Le dossier thématique consacré à l’exposition sur le site du musée du Louvre.


Photographies issues de Connaissance des Arts n°681 :
1. Temple d'Apedemak (à gauche) et "kiosque romain" à Naga, Ier siècle.
2. Temple d'Apedemak à Moussawarat es-Soufra, défilé des dieux sur le mur extérieur, IIIe siècle av. J.-C.

mercredi 25 août 2010

Méroé, un royaume sous le sable

1.
Ce qu’il reste de Méroé, c’est ce nom grec, transcription approximative mais euphonique du Medewe méroïte, qui désigne un territoire mouvant selon que l’on parle de la cité royale, du territoire qui l’entourait – la fameuse « île de Méroé », entre le Nil blanc, l’Atbara et le Nil bleu – ou du royaume dont elle était le centre, du IIIe siècle avant J.-C. au IVe siècle de notre ère.

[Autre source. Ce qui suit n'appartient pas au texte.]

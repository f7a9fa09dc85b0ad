//! SQLite connection factory and migration runner.
//!
//! Modules contribute plain SQL migrations; [`Database::apply_migrations`]
//! runs each one at most once, recording it in the `_migrations` table.

use std::str::FromStr;

use sqlx::sqlite::{SqliteConnectOptions, SqlitePool, SqlitePoolOptions};
use sqlx::{Sqlite, Transaction};

pub mod error;

pub use error::{StoreError, StoreResult};

/// Migration definition for modules
#[derive(Debug, Clone)]
pub struct Migration {
    pub id: &'static str,
    pub up: &'static str,
}

const MIGRATIONS_TABLE: &str = r#"
    CREATE TABLE IF NOT EXISTS _migrations (
        module     TEXT NOT NULL,
        id         TEXT NOT NULL,
        applied_at TEXT NOT NULL DEFAULT (datetime('now')),
        PRIMARY KEY (module, id)
    )
"#;

/// Shared handle to the catalog database.
#[derive(Debug, Clone)]
pub struct Database {
    pool: SqlitePool,
}

impl Database {
    /// Connect to the database at `url`, creating the file if needed.
    ///
    /// In-memory URLs are pinned to a single long-lived connection, otherwise
    /// every pooled connection would see its own empty database.
    pub async fn connect(url: &str, max_connections: u32) -> StoreResult<Self> {
        let options = SqliteConnectOptions::from_str(url)?
            .create_if_missing(true)
            .foreign_keys(true);

        let pool = if is_in_memory(url) {
            SqlitePoolOptions::new()
                .max_connections(1)
                .min_connections(1)
                .idle_timeout(None)
                .max_lifetime(None)
                .connect_with(options)
                .await?
        } else {
            SqlitePoolOptions::new()
                .max_connections(max_connections.max(1))
                .connect_with(options)
                .await?
        };

        tracing::info!(target: "libris-db", %url, "database connected");
        Ok(Self { pool })
    }

    /// Private in-memory database, used by tests.
    pub async fn in_memory() -> StoreResult<Self> {
        Self::connect("sqlite::memory:", 1).await
    }

    pub fn pool(&self) -> &SqlitePool {
        &self.pool
    }

    /// Open a write transaction.
    pub async fn begin(&self) -> StoreResult<Transaction<'static, Sqlite>> {
        Ok(self.pool.begin().await?)
    }

    /// Apply `(module, migration)` pairs in the given order, skipping the ones
    /// already recorded. Returns how many were applied.
    pub async fn apply_migrations(&self, migrations: &[(String, Migration)]) -> StoreResult<usize> {
        sqlx::query(MIGRATIONS_TABLE).execute(&self.pool).await?;

        let mut applied = 0;
        for (module, migration) in migrations {
            let already: Option<i64> =
                sqlx::query_scalar("SELECT 1 FROM _migrations WHERE module = ? AND id = ?")
                    .bind(module)
                    .bind(migration.id)
                    .fetch_optional(&self.pool)
                    .await?;
            if already.is_some() {
                tracing::debug!(target: "libris-db", %module, id = migration.id, "migration already applied");
                continue;
            }

            let mut tx = self.pool.begin().await?;
            sqlx::raw_sql(migration.up)
                .execute(&mut *tx)
                .await
                .map_err(|source| StoreError::Migration {
                    module: module.clone(),
                    id: migration.id.to_string(),
                    source,
                })?;
            sqlx::query("INSERT INTO _migrations (module, id) VALUES (?, ?)")
                .bind(module)
                .bind(migration.id)
                .execute(&mut *tx)
                .await?;
            tx.commit().await?;

            tracing::info!(target: "libris-db", %module, id = migration.id, "migration applied");
            applied += 1;
        }

        Ok(applied)
    }

    /// Round-trip a trivial query.
    pub async fn ping(&self) -> StoreResult<()> {
        sqlx::query("SELECT 1").execute(&self.pool).await?;
        Ok(())
    }
}

fn is_in_memory(url: &str) -> bool {
    url.contains(":memory:") || url.contains("mode=memory")
}

#[cfg(test)]
mod tests {
    use super::*;

    fn migrations() -> Vec<(String, Migration)> {
        vec![
            (
                "shelf".to_string(),
                Migration {
                    id: "001_init",
                    up: r#"
                        CREATE TABLE shelf (
                            id   INTEGER PRIMARY KEY AUTOINCREMENT,
                            name TEXT NOT NULL
                        );
                        CREATE UNIQUE INDEX shelf_name_unique ON shelf (name);
                    "#,
                },
            ),
            (
                "shelf".to_string(),
                Migration {
                    id: "002_label",
                    up: "ALTER TABLE shelf ADD COLUMN label TEXT;",
                },
            ),
        ]
    }

    #[tokio::test]
    async fn migrations_are_applied_once() {
        let db = Database::in_memory().await.unwrap();

        assert_eq!(db.apply_migrations(&migrations()).await.unwrap(), 2);
        assert_eq!(db.apply_migrations(&migrations()).await.unwrap(), 0);
        db.ping().await.unwrap();
    }

    #[tokio::test]
    async fn unique_index_violation_is_classified() {
        let db = Database::in_memory().await.unwrap();
        db.apply_migrations(&migrations()).await.unwrap();

        sqlx::query("INSERT INTO shelf (name) VALUES ('fiction')")
            .execute(db.pool())
            .await
            .unwrap();
        let err: StoreError = sqlx::query("INSERT INTO shelf (name) VALUES ('fiction')")
            .execute(db.pool())
            .await
            .unwrap_err()
            .into();

        assert!(err.is_unique_violation(), "unexpected error: {err}");
    }

    #[tokio::test]
    async fn broken_migration_reports_module_and_id() {
        let db = Database::in_memory().await.unwrap();
        let broken = vec![(
            "shelf".to_string(),
            Migration {
                id: "001_broken",
                up: "CREATE TABLE;",
            },
        )];

        match db.apply_migrations(&broken).await {
            Err(StoreError::Migration { module, id, .. }) => {
                assert_eq!(module, "shelf");
                assert_eq!(id, "001_broken");
            }
            other => panic!("expected migration error, got {other:?}"),
        }
    }
}
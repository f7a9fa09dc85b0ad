pub mod authors;
pub mod books;
pub mod genres;

use libris_kernel::ModuleRegistry;

/// Register all catalog modules with the registry
pub fn register_all(registry: &mut ModuleRegistry) {
    registry.register(authors::create_module());
    registry.register(genres::create_module());
    registry.register(books::create_module());
}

C’est ce nom qui, roulant dans ses sonorités un écho d’images exotiques et merveilleuses, de candace borgne tenant tête à l’empereur Auguste, du dieu-lion guerrier Apedemak, de pyramides farouches, aux sommets piquants comme des aiguilles, de cités cachées entre les méandres du Nil, parmi les rochers des cataractes, c’est ce nom donné par l’ennemi qui a préservé Méroé de l’oubli, alors que sur les cartes son nom s’effaçait, que la langue et son écriture disparaissaient, que les routes qui y menaient se perdaient dans le désert ou parmi les acacias.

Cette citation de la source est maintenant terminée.